Recruitment status was:  Recruiting
First Posted : September 20, 2005
Last Update Posted : October 23, 2007
Sponsor:
Information provided by:
Nantes University Hospital

Brief Summary:
The benefit of small doses of ketamine has been demonstrated for postoperative analgesia in adults but remains unproved in children. The investigators' purpose is to evaluate the effects of continuous intravenous small doses of ketamine versus placebo to improve the quality of postoperative analgesia in children (6 months to 6 years of age).
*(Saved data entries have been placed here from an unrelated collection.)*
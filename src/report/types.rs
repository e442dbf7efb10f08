//! Report type definitions for the grouped result model.
//!
//! This module defines the hierarchy produced by the aggregator
//! (module → test case → entry) and the derived severity summaries.

use crate::severity::Level;
use crate::types::Entry;
use serde::Serialize;
use std::collections::HashMap;

/// Case-folded grouping key for module and test-case identifiers
pub(crate) fn group_key(id: &str) -> String {
    id.to_ascii_uppercase()
}

/// One test case and the entries reported for it.
#[derive(Debug, Clone, PartialEq, Serialize)]
pub struct TestCaseGroup {
    /// Test-case id as first seen (e.g. "DNSSEC01", "UNSPECIFIED")
    pub id: String,
    /// Entries, most severe first once aggregation has finished
    pub entries: Vec<Entry>,
    /// Highest level among `entries`
    pub level: Level,
}

impl TestCaseGroup {
    pub(crate) fn new(id: &str) -> Self {
        Self { id: id.to_string(), entries: Vec::new(), level: Level::Info }
    }

    /// Append an entry, raising the rollup level if needed
    pub(crate) fn push(&mut self, entry: Entry) {
        if entry.level > self.level {
            self.level = entry.level;
        }
        self.entries.push(entry);
    }

    pub fn is_unspecified(&self) -> bool {
        crate::types::is_unspecified(&self.id)
    }
}

/// One module and its test cases.
#[derive(Debug, Clone, PartialEq, Serialize)]
pub struct ModuleGroup {
    /// Module name as first seen (e.g. "DNSSEC")
    pub name: String,
    /// Test cases, `UNSPECIFIED` first then by descending rollup level
    pub testcases: Vec<TestCaseGroup>,
    /// Case-folded test-case id → index into `testcases`
    #[serde(skip)]
    pub(crate) index: HashMap<String, usize>,
}

impl ModuleGroup {
    pub(crate) fn new(name: &str) -> Self {
        Self { name: name.to_string(), testcases: Vec::new(), index: HashMap::new() }
    }

    /// Look up a test case by id (case-insensitive)
    pub fn testcase(&self, id: &str) -> Option<&TestCaseGroup> {
        self.index.get(&group_key(id)).map(|&i| &self.testcases[i])
    }

    /// Highest rollup level among this module's test cases
    pub fn level(&self) -> Level {
        self.testcases.iter().map(|tc| tc.level).max().unwrap_or(Level::Info)
    }

    /// Number of test cases per rollup level, most severe first.
    ///
    /// Only levels that actually occur are listed.
    pub fn level_breakdown(&self) -> Vec<LevelCount> {
        let mut per_level: HashMap<Level, usize> = HashMap::new();
        for tc in &self.testcases {
            *per_level.entry(tc.level).or_default() += 1;
        }

        Level::descending()
            .filter_map(|level| per_level.get(&level).map(|&count| LevelCount { level, count }))
            .collect()
    }

    pub(crate) fn reindex(&mut self) {
        self.index = self.testcases.iter().enumerate().map(|(i, tc)| (group_key(&tc.id), i)).collect();
    }
}

/// A (level, count) pair in a per-module breakdown
#[derive(Debug, Clone, Copy, PartialEq, Eq, Serialize)]
pub struct LevelCount {
    pub level: Level,
    pub count: usize,
}

/// Number of test cases per rollup level, plus the total.
///
/// Test cases are counted once each, by their rollup level, never by entry.
#[derive(Debug, Clone, Copy, PartialEq, Eq, Default, Serialize)]
pub struct Counts {
    pub all: usize,
    pub info: usize,
    pub notice: usize,
    pub warning: usize,
    pub error: usize,
    pub critical: usize,
}

impl Counts {
    pub fn get(&self, level: Level) -> usize {
        match level {
            Level::Info => self.info,
            Level::Notice => self.notice,
            Level::Warning => self.warning,
            Level::Error => self.error,
            Level::Critical => self.critical,
        }
    }

    pub(crate) fn record(&mut self, level: Level) {
        self.all += 1;
        match level {
            Level::Info => self.info += 1,
            Level::Notice => self.notice += 1,
            Level::Warning => self.warning += 1,
            Level::Error => self.error += 1,
            Level::Critical => self.critical += 1,
        }
    }

    /// Sum of the per-level buckets (equals `all`)
    pub fn level_total(&self) -> usize {
        Level::ALL.iter().map(|&l| self.get(l)).sum()
    }
}

/// Result of one aggregation pass
#[derive(Debug, Clone, PartialEq, Default, Serialize)]
pub struct Aggregation {
    /// Modules in first-seen order
    pub modules: Vec<ModuleGroup>,
    pub counts: Counts,
}

impl Aggregation {
    /// Look up a module by name (case-insensitive)
    pub fn module(&self, name: &str) -> Option<&ModuleGroup> {
        let key = group_key(name);
        self.modules.iter().find(|m| group_key(&m.name) == key)
    }

    pub fn is_empty(&self) -> bool {
        self.modules.is_empty()
    }

    /// Number of surviving entries across all groups
    pub fn entry_count(&self) -> usize {
        self.modules.iter().flat_map(|m| &m.testcases).map(|tc| tc.entries.len()).sum()
    }
}

#[cfg(test)]
mod tests {
    use super::*;

    #[test]
    fn test_testcase_rollup_tracks_max() {
        let mut tc = TestCaseGroup::new("ZONE01");
        tc.push(Entry::new("ZONE", "ZONE01", Level::Notice, "a"));
        tc.push(Entry::new("ZONE", "ZONE01", Level::Error, "b"));
        tc.push(Entry::new("ZONE", "ZONE01", Level::Warning, "c"));
        assert_eq!(tc.level, Level::Error);
        assert_eq!(tc.entries.len(), 3);
    }

    #[test]
    fn test_counts_record() {
        let mut counts = Counts::default();
        counts.record(Level::Error);
        counts.record(Level::Error);
        counts.record(Level::Info);
        assert_eq!(counts.all, 3);
        assert_eq!(counts.get(Level::Error), 2);
        assert_eq!(counts.level_total(), counts.all);
    }

    #[test]
    fn test_level_breakdown_only_present_levels() {
        let mut module = ModuleGroup::new("NAMESERVER");
        for (id, level) in [("NS01", Level::Info), ("NS02", Level::Warning), ("NS03", Level::Info)] {
            let mut tc = TestCaseGroup::new(id);
            tc.push(Entry::new("NAMESERVER", id, level, "m"));
            module.testcases.push(tc);
        }

        let breakdown = module.level_breakdown();
        assert_eq!(
            breakdown,
            vec![LevelCount { level: Level::Warning, count: 1 }, LevelCount { level: Level::Info, count: 2 }]
        );
        assert_eq!(module.level(), Level::Warning);
    }
}
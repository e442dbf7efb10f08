//! Grouping of flat diagnostic entries into a module / test-case hierarchy.
//!
//! This module handles:
//! - Building module and test-case groups in first-seen order
//! - Deriving rollup levels and per-level counts
//! - Sorting test cases and entries by severity
//! - Maintaining the expand/collapse flags across passes

use super::types::{Aggregation, Counts, ModuleGroup, TestCaseGroup, group_key};
use crate::types::{Entry, is_unspecified};
use log::debug;
use std::collections::HashMap;

/// Expand/collapse flags for one result view.
///
/// Modules are keyed by name and test cases by (module, id), both
/// case-insensitively. Absent keys read as collapsed.
#[derive(Debug, Clone, Default, PartialEq)]
pub struct CollapseState {
    modules: HashMap<String, bool>,
    testcases: HashMap<String, bool>,
}

fn testcase_key(module: &str, testcase: &str) -> String {
    format!("{}/{}", group_key(module), group_key(testcase))
}

/// Default flag for a newly seen test case: `UNSPECIFIED` starts expanded
fn default_collapsed(testcase: &str) -> bool {
    !is_unspecified(testcase)
}

impl CollapseState {
    pub fn new() -> Self {
        Self::default()
    }

    pub fn is_module_collapsed(&self, module: &str) -> bool {
        self.modules.get(&group_key(module)).copied().unwrap_or(true)
    }

    pub fn is_testcase_collapsed(&self, module: &str, testcase: &str) -> bool {
        self.testcases.get(&testcase_key(module, testcase)).copied().unwrap_or(true)
    }

    pub fn set_module(&mut self, module: &str, collapsed: bool) {
        self.modules.insert(group_key(module), collapsed);
    }

    pub fn set_testcase(&mut self, module: &str, testcase: &str, collapsed: bool) {
        self.testcases.insert(testcase_key(module, testcase), collapsed);
    }

    /// Flip a module flag, returning the new value
    pub fn toggle_module(&mut self, module: &str) -> bool {
        let collapsed = !self.is_module_collapsed(module);
        self.set_module(module, collapsed);
        collapsed
    }

    /// Flip a test-case flag, returning the new value
    pub fn toggle_testcase(&mut self, module: &str, testcase: &str) -> bool {
        let collapsed = !self.is_testcase_collapsed(module, testcase);
        self.set_testcase(module, testcase, collapsed);
        collapsed
    }

    /// Expand every module and test case of `aggregation`
    pub fn expand_all(&mut self, aggregation: &Aggregation) {
        self.set_all(aggregation, false);
    }

    /// Collapse every module and test case of `aggregation`
    pub fn collapse_all(&mut self, aggregation: &Aggregation) {
        self.set_all(aggregation, true);
    }

    fn set_all(&mut self, aggregation: &Aggregation, collapsed: bool) {
        for module in &aggregation.modules {
            self.set_module(&module.name, collapsed);
            for tc in &module.testcases {
                self.set_testcase(&module.name, &tc.id, collapsed);
            }
        }
    }

    /// Number of known keys (modules plus test cases)
    pub fn len(&self) -> usize {
        self.modules.len() + self.testcases.len()
    }

    pub fn is_empty(&self) -> bool {
        self.len() == 0
    }

    fn clear(&mut self) {
        self.modules.clear();
        self.testcases.clear();
    }

    /// Write defaults for a test case seen for the first time in a pass
    fn register(&mut self, module: &str, testcase: &str, reset: bool) {
        let tc_key = testcase_key(module, testcase);
        if reset || !self.testcases.contains_key(&tc_key) {
            self.testcases.insert(tc_key, default_collapsed(testcase));
        }

        let module_key = group_key(module);
        if reset || !self.modules.contains_key(&module_key) {
            self.modules.insert(module_key, true);
        }
    }
}

/// Group entries into modules and test cases.
///
/// Modules and test cases appear in first-seen order; test cases are then
/// sorted with `UNSPECIFIED` first and the rest by descending rollup level,
/// entries by descending level. Both sorts are stable.
///
/// With `reset_collapse` every flag is rewritten to its default. Otherwise
/// existing flags are kept and only new keys receive a default.
///
/// # Arguments
/// * `entries` - Normalized entries, in backend order
/// * `reset_collapse` - True on first load, false when re-filtering
/// * `collapse` - Flags carried across passes of the same view
pub fn aggregate(entries: &[Entry], reset_collapse: bool, collapse: &mut CollapseState) -> Aggregation {
    if reset_collapse {
        collapse.clear();
    }

    let mut modules: Vec<ModuleGroup> = Vec::new();
    let mut module_index: HashMap<String, usize> = HashMap::new();

    for entry in entries {
        let module_key = group_key(&entry.module);
        let mi = *module_index.entry(module_key).or_insert_with(|| {
            modules.push(ModuleGroup::new(&entry.module));
            modules.len() - 1
        });
        let module = &mut modules[mi];

        let tc_key = group_key(&entry.testcase);
        let ti = match module.index.get(&tc_key) {
            Some(&ti) => ti,
            None => {
                module.testcases.push(TestCaseGroup::new(&entry.testcase));
                module.index.insert(tc_key, module.testcases.len() - 1);
                collapse.register(&module.name, &entry.testcase, reset_collapse);
                module.testcases.len() - 1
            }
        };

        module.testcases[ti].push(entry.clone());
    }

    let mut counts = Counts::default();

    for module in &mut modules {
        module.testcases.sort_by(|a, b| b.is_unspecified().cmp(&a.is_unspecified()).then(b.level.cmp(&a.level)));
        module.reindex();

        for tc in &mut module.testcases {
            tc.entries.sort_by(|a, b| b.level.cmp(&a.level));
            counts.record(tc.level);
        }
    }

    debug!(
        "aggregated {} entries into {} modules / {} test cases",
        entries.len(),
        modules.len(),
        counts.all
    );

    Aggregation { modules, counts }
}

#[cfg(test)]
#[path = "aggregate_test.rs"]
mod aggregate_test;
/// Configuration resolution module
///
/// This module handles:
/// - Locating and parsing the TOML config file
/// - Merging file values with CLI flags (flags win)
/// - Resolving the UI language against the enabled languages
use crate::cli::CliArgs;
use crate::error::{ReportError, Result};
use crate::labels::{DEFAULT_LANGUAGE, LANGUAGES, language_name};
use crate::report::DisplayZone;
use log::{debug, warn};
use serde::Deserialize;
use std::env;
use std::fs;
use std::path::{Path, PathBuf};
use std::time::Duration;

/// Environment variable naming the config file
pub const CONFIG_ENV: &str = "ZONEMASTER_REPORT_CONFIG";

pub const DEFAULT_BACKEND_URL: &str = "http://localhost:5000/";

pub const DEFAULT_TIMEOUT_SECS: u64 = 30;

/// How long `run --wait` polls before giving up
pub const DEFAULT_WAIT_TIMEOUT_SECS: u64 = 600;

/// Contents of `config.toml`; every key is optional
#[derive(Debug, Clone, Default, PartialEq, Deserialize)]
#[serde(default, deny_unknown_fields)]
pub struct FileConfig {
    pub backend_url: Option<String>,
    pub language: Option<String>,
    pub default_language: Option<String>,
    pub enabled_languages: Option<Vec<String>>,
    pub profiles: Option<Vec<String>>,
    pub output_dir: Option<PathBuf>,
    pub timeout_secs: Option<u64>,
    pub wait_timeout_secs: Option<u64>,
    pub strict_levels: Option<bool>,
    pub legacy_skip_first_row: Option<bool>,
    pub utc: Option<bool>,
}

/// Fully resolved settings handed to the commands
#[derive(Debug, Clone, PartialEq)]
pub struct Settings {
    pub backend_url: String,
    pub language: String,
    pub enabled_languages: Vec<String>,
    pub profiles: Vec<String>,
    pub output_dir: PathBuf,
    pub timeout: Duration,
    pub wait_timeout: Duration,
    pub strict_levels: bool,
    pub legacy_skip_first_row: bool,
    pub zone: DisplayZone,
    pub console_width: Option<usize>,
}

/// Default location: `<config dir>/zonemaster-report/config.toml`
pub fn default_config_path() -> Option<PathBuf> {
    dirs::config_dir().map(|p| p.join("zonemaster-report").join("config.toml"))
}

/// Build settings from CLI arguments and the config file they point at
pub fn build_settings(args: &CliArgs) -> Result<Settings> {
    let file = match locate_config(args.config.as_deref(), env::var(CONFIG_ENV).ok()) {
        Some((path, explicit)) if explicit || path.exists() => load_config_file(&path)?,
        Some((path, _)) => {
            debug!("No config file at {}", path.display());
            FileConfig::default()
        }
        None => FileConfig::default(),
    };

    Ok(resolve_settings(args, file))
}

/// Pick the config file path and whether it was asked for explicitly
fn locate_config(cli: Option<&Path>, env_value: Option<String>) -> Option<(PathBuf, bool)> {
    if let Some(path) = cli {
        return Some((path.to_path_buf(), true));
    }
    if let Some(path) = env_value.filter(|v| !v.is_empty()) {
        return Some((PathBuf::from(path), true));
    }
    default_config_path().map(|p| (p, false))
}

pub fn load_config_file(path: &Path) -> Result<FileConfig> {
    debug!("Loading config from {}", path.display());
    let s = fs::read_to_string(path).map_err(|source| ReportError::Read { path: path.to_path_buf(), source })?;
    toml::from_str(&s).map_err(|e| ReportError::Config { path: path.to_path_buf(), message: e.to_string() })
}

/// Merge file values with CLI flags
pub fn resolve_settings(args: &CliArgs, file: FileConfig) -> Settings {
    let enabled_languages = resolve_enabled_languages(file.enabled_languages);
    let default_language = resolve_default_language(file.default_language.as_deref(), &enabled_languages);
    let requested = args.language.as_deref().or(file.language.as_deref());
    let language = resolve_language(requested, &default_language, &enabled_languages);

    let utc = args.utc || file.utc.unwrap_or(false);

    Settings {
        backend_url: args.backend.clone().or(file.backend_url).unwrap_or_else(|| DEFAULT_BACKEND_URL.to_string()),
        language,
        enabled_languages,
        profiles: file.profiles.unwrap_or_default(),
        output_dir: file.output_dir.unwrap_or_else(|| PathBuf::from(".")),
        timeout: Duration::from_secs(file.timeout_secs.unwrap_or(DEFAULT_TIMEOUT_SECS)),
        wait_timeout: Duration::from_secs(file.wait_timeout_secs.unwrap_or(DEFAULT_WAIT_TIMEOUT_SECS)),
        strict_levels: args.strict_levels || file.strict_levels.unwrap_or(cfg!(debug_assertions)),
        legacy_skip_first_row: args.legacy_skip_first_row || file.legacy_skip_first_row.unwrap_or(false),
        zone: if utc { DisplayZone::Utc } else { DisplayZone::Local },
        console_width: args.console_width,
    }
}

/// Known languages from the configured list, or all of them
fn resolve_enabled_languages(configured: Option<Vec<String>>) -> Vec<String> {
    let all = || LANGUAGES.iter().map(|(code, _)| code.to_string()).collect::<Vec<_>>();
    let Some(configured) = configured else {
        return all();
    };

    let mut enabled = Vec::new();
    for code in configured {
        let code = code.to_lowercase();
        if !LANGUAGES.iter().any(|(c, _)| *c == code) {
            warn!("Ignoring unsupported language '{}' in enabled_languages", code);
        } else if !enabled.contains(&code) {
            enabled.push(code);
        }
    }

    if enabled.is_empty() {
        warn!("No supported language enabled, enabling all");
        return all();
    }
    enabled
}

fn resolve_default_language(configured: Option<&str>, enabled: &[String]) -> String {
    if let Some(code) = configured {
        let code = code.to_lowercase();
        if enabled.contains(&code) {
            return code;
        }
        warn!("Default language '{}' is not enabled", code);
    }
    if enabled.iter().any(|c| c == DEFAULT_LANGUAGE) {
        DEFAULT_LANGUAGE.to_string()
    } else {
        // resolve_enabled_languages never returns an empty list
        enabled.first().cloned().unwrap_or_else(|| DEFAULT_LANGUAGE.to_string())
    }
}

/// The requested language if enabled, else the default one
pub fn resolve_language(requested: Option<&str>, default: &str, enabled: &[String]) -> String {
    match requested.map(str::to_lowercase) {
        Some(code) if enabled.contains(&code) => code,
        Some(code) => {
            warn!(
                "Language '{}' is not enabled, using {} ({})",
                code,
                language_name(default).unwrap_or(default),
                default
            );
            default.to_string()
        }
        None => default.to_string(),
    }
}

#[cfg(test)]
#[path = "config_test.rs"]
mod config_test;
//! Export of diagnostic entries to JSON, HTML, CSV and plain text.
//!
//! Exporters are pure: they turn an entry slice into a `Payload`. Writing the
//! payload somewhere is the job of an `ExportSink`.

use super::html::render_html;
use crate::error::Result;
use crate::labels::Labels;
use crate::types::Entry;
use chrono::{DateTime, FixedOffset, Local, Utc};
use log::debug;
use std::fmt;
use std::str::FromStr;

/// Column headers shared by CSV and text exports
const HEADER: [&str; 3] = ["Module", "Level", "Message"];

#[derive(Debug, Clone, Copy, PartialEq, Eq, Hash)]
pub enum ExportFormat {
    Json,
    Html,
    Csv,
    Text,
}

impl ExportFormat {
    pub const ALL: [ExportFormat; 4] = [ExportFormat::Json, ExportFormat::Html, ExportFormat::Csv, ExportFormat::Text];

    pub fn extension(&self) -> &'static str {
        match self {
            ExportFormat::Json => "json",
            ExportFormat::Html => "html",
            ExportFormat::Csv => "csv",
            ExportFormat::Text => "txt",
        }
    }

    pub fn mime_type(&self) -> &'static str {
        match self {
            ExportFormat::Json => "application/javascript",
            ExportFormat::Html => "text/html;charset=utf-8",
            ExportFormat::Csv => "text/csv;charset=utf-8",
            ExportFormat::Text => "text/plain;charset=utf-8",
        }
    }
}

impl fmt::Display for ExportFormat {
    fn fmt(&self, f: &mut fmt::Formatter<'_>) -> fmt::Result {
        f.write_str(self.extension())
    }
}

impl FromStr for ExportFormat {
    type Err = String;

    fn from_str(s: &str) -> std::result::Result<Self, Self::Err> {
        match s.to_ascii_lowercase().as_str() {
            "json" => Ok(ExportFormat::Json),
            "html" => Ok(ExportFormat::Html),
            "csv" => Ok(ExportFormat::Csv),
            "txt" | "text" => Ok(ExportFormat::Text),
            other => Err(format!("unknown export format '{}' (expected json, html, csv or txt)", other)),
        }
    }
}

/// Which clock the HTML timestamp is shown in
#[derive(Debug, Clone, Copy, PartialEq, Eq, Default)]
pub enum DisplayZone {
    /// The machine's local time zone
    #[default]
    Local,
    Utc,
    /// The offset the backend reported
    Original,
}

/// Test metadata needed by the exporters
#[derive(Debug, Clone)]
pub struct ExportContext<'a> {
    pub test_id: &'a str,
    /// Punycode form of the tested domain
    pub ascii_domain: String,
    pub created_at: DateTime<FixedOffset>,
    /// Active UI language code, e.g. "en"
    pub language: &'a str,
    pub zone: DisplayZone,
}

impl ExportContext<'_> {
    /// `zonemaster_result_<ascii-domain>_<test-id>.<ext>`
    pub fn filename(&self, format: ExportFormat) -> String {
        export_filename(&self.ascii_domain, self.test_id, format)
    }

    /// Creation time as `yyyy-MM-dd HH:mm GMT+hh:mm`
    pub fn formatted_created_at(&self) -> String {
        let shown = match self.zone {
            DisplayZone::Local => self.created_at.with_timezone(&Local).fixed_offset(),
            DisplayZone::Utc => self.created_at.with_timezone(&Utc).fixed_offset(),
            DisplayZone::Original => self.created_at,
        };
        format!("{} GMT{}", shown.format("%Y-%m-%d %H:%M"), shown.format("%:z"))
    }
}

pub fn export_filename(ascii_domain: &str, test_id: &str, format: ExportFormat) -> String {
    format!("zonemaster_result_{}_{}.{}", ascii_domain, test_id, format.extension())
}

/// An export ready to be saved
#[derive(Debug, Clone, PartialEq, Eq)]
pub struct Payload {
    pub format: ExportFormat,
    pub filename: String,
    pub mime_type: &'static str,
    pub body: Vec<u8>,
}

/// Produces payloads in every supported format.
pub struct Exporter<'a> {
    labels: &'a dyn Labels,
    skip_first_row: bool,
}

impl<'a> Exporter<'a> {
    pub fn new(labels: &'a dyn Labels) -> Self {
        Self { labels, skip_first_row: false }
    }

    /// Reproduce the CSV/text output of older Zonemaster web viewers, which never
    /// emitted the first entry.
    pub fn with_legacy_skip_first_row(mut self, skip: bool) -> Self {
        self.skip_first_row = skip;
        self
    }

    /// Export `entries` in `format`.
    ///
    /// # Arguments
    /// * `entries` - Entries to export, already filtered and ordered by the caller
    /// * `format` - Output format
    /// * `ctx` - Test metadata for the filename and the HTML header
    pub fn export(&self, entries: &[Entry], format: ExportFormat, ctx: &ExportContext<'_>) -> Result<Payload> {
        debug!("exporting {} entries as {}", entries.len(), format);

        let body = match format {
            ExportFormat::Json => to_json(entries)?,
            ExportFormat::Html => render_html(entries, ctx, self.labels),
            ExportFormat::Csv => to_delimited(entries, ";", self.skip_first_row),
            ExportFormat::Text => to_delimited(entries, " \t", self.skip_first_row),
        };

        Ok(Payload { format, filename: ctx.filename(format), mime_type: format.mime_type(), body: body.into_bytes() })
    }
}

/// Entries as a compact JSON array
pub fn to_json(entries: &[Entry]) -> Result<String> {
    Ok(serde_json::to_string(entries)?)
}

/// Header plus one line per entry, fields trimmed, CRLF line endings.
///
/// Fields are not quoted; a delimiter inside a message is written as is.
pub fn to_delimited(entries: &[Entry], delimiter: &str, skip_first_row: bool) -> String {
    let mut out = HEADER.join(delimiter);
    out.push_str("\r\n");

    let start = if skip_first_row { 1 } else { 0 };
    for entry in entries.iter().skip(start) {
        let fields = [entry.module.trim(), entry.level.as_str(), entry.message.trim()];
        out.push_str(&fields.join(delimiter));
        out.push_str("\r\n");
    }

    out
}
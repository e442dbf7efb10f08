//! State of one displayed test result.
//!
//! A `ResultView` owns the loaded record, its collapse flags and the active
//! filter, and re-derives the grouped tree whenever the filter changes.

use super::aggregate::{CollapseState, aggregate};
use super::export::{DisplayZone, ExportContext};
use super::filter::{FilterSpec, FilterToggle, filter_entries, refilter};
use super::types::{Aggregation, Counts, LevelCount};
use crate::types::{Entry, TestRecord};
use log::debug;

pub struct ResultView {
    record: TestRecord,
    collapse: CollapseState,
    filter: FilterSpec,
    /// Tree for the current filter
    tree: Aggregation,
    /// Counts and per-module breakdown of the unfiltered result
    totals: Counts,
    breakdown: Vec<(String, Vec<LevelCount>)>,
}

impl ResultView {
    /// Load a record, resetting all collapse flags
    pub fn load(record: TestRecord) -> Self {
        let mut collapse = CollapseState::new();
        let tree = aggregate(&record.results, true, &mut collapse);
        let breakdown = tree.modules.iter().map(|m| (m.name.clone(), m.level_breakdown())).collect();

        debug!("loaded test {} with {} entries", record.id, record.results.len());

        Self { totals: tree.counts, breakdown, tree, collapse, filter: FilterSpec::new(), record }
    }

    pub fn record(&self) -> &TestRecord {
        &self.record
    }

    pub fn tree(&self) -> &Aggregation {
        &self.tree
    }

    pub fn collapse(&self) -> &CollapseState {
        &self.collapse
    }

    pub fn filter(&self) -> &FilterSpec {
        &self.filter
    }

    /// Test-case counts of the whole result, independent of the filter
    pub fn totals(&self) -> Counts {
        self.totals
    }

    /// Per-level test-case counts for one module of the whole result
    pub fn module_breakdown(&self, module: &str) -> &[LevelCount] {
        self.breakdown
            .iter()
            .find(|(name, _)| name.eq_ignore_ascii_case(module))
            .map(|(_, counts)| counts.as_slice())
            .unwrap_or(&[])
    }

    pub fn toggle_filter(&mut self, toggle: FilterToggle) {
        self.filter.toggle(toggle);
        self.apply_filter();
    }

    pub fn set_search(&mut self, query: &str) {
        self.filter.search = query.to_string();
        self.apply_filter();
    }

    pub fn set_filter(&mut self, filter: FilterSpec) {
        self.filter = filter;
        self.apply_filter();
    }

    fn apply_filter(&mut self) {
        self.tree = refilter(&self.record.results, &self.filter, &mut self.collapse);
    }

    pub fn expand_all(&mut self) {
        self.collapse.expand_all(&self.tree);
    }

    pub fn collapse_all(&mut self) {
        self.collapse.collapse_all(&self.tree);
    }

    pub fn toggle_module(&mut self, module: &str) -> bool {
        self.collapse.toggle_module(module)
    }

    pub fn toggle_testcase(&mut self, module: &str, testcase: &str) -> bool {
        self.collapse.toggle_testcase(module, testcase)
    }

    /// All entries of the record, backend order
    pub fn entries(&self) -> &[Entry] {
        &self.record.results
    }

    /// Entries passing the current filter, backend order
    pub fn filtered_entries(&self) -> Vec<Entry> {
        filter_entries(&self.record.results, &self.filter)
    }

    /// Window title, e.g. "räksmörgås.se · Zonemaster"
    pub fn title(&self) -> String {
        format!("{} · Zonemaster", self.record.params.unicode_domain())
    }

    pub fn export_context<'a>(&'a self, language: &'a str, zone: DisplayZone) -> ExportContext<'a> {
        ExportContext {
            test_id: &self.record.id,
            ascii_domain: self.record.params.ascii_domain(),
            created_at: self.record.created_at,
            language,
            zone,
        }
    }
}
Caudal anesthesia is performed for intraoperative analgesia and all children receive paracetamol, a non-steroidal anti-inflammatory and continuous intravenous nalbuphine.

Condition or disease Intervention/treatment Phase
Postoperative Analgesia Drug: ketamine Phase 4

Study Type : Interventional  (Clinical Trial)
Estimated Enrollment : 74 participants
Allocation: Randomized
Intervention Model: Parallel Assignment
Masking: Single
Official Title: Ketamine and Postoperative Analgesia in Children
Study Start Date : February 2004

Resource links provided by the National Library of Medicine

Drug Information available for: Ketamine




Primary Outcome Measures :
  1. Area under the curve of pain scores (CHEOPS) measured [ Time Frame: every 2 hours during the first 24 hours after eyes open ]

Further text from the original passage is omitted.